Problem statement: Repeat every record exactly.

Extracted entries:
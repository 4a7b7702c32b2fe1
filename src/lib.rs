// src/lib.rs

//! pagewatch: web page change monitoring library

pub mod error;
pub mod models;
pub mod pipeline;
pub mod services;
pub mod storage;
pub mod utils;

Solution to this exercise:
repository 4a7b7702c32b2fe1
filename src/lib.rs
// src/lib.rs

//! pagewatch: web page change monitoring library

pub mod error;
pub mod models;
pub mod pipeline;
pub mod services;
pub mod storage;
pub mod utils;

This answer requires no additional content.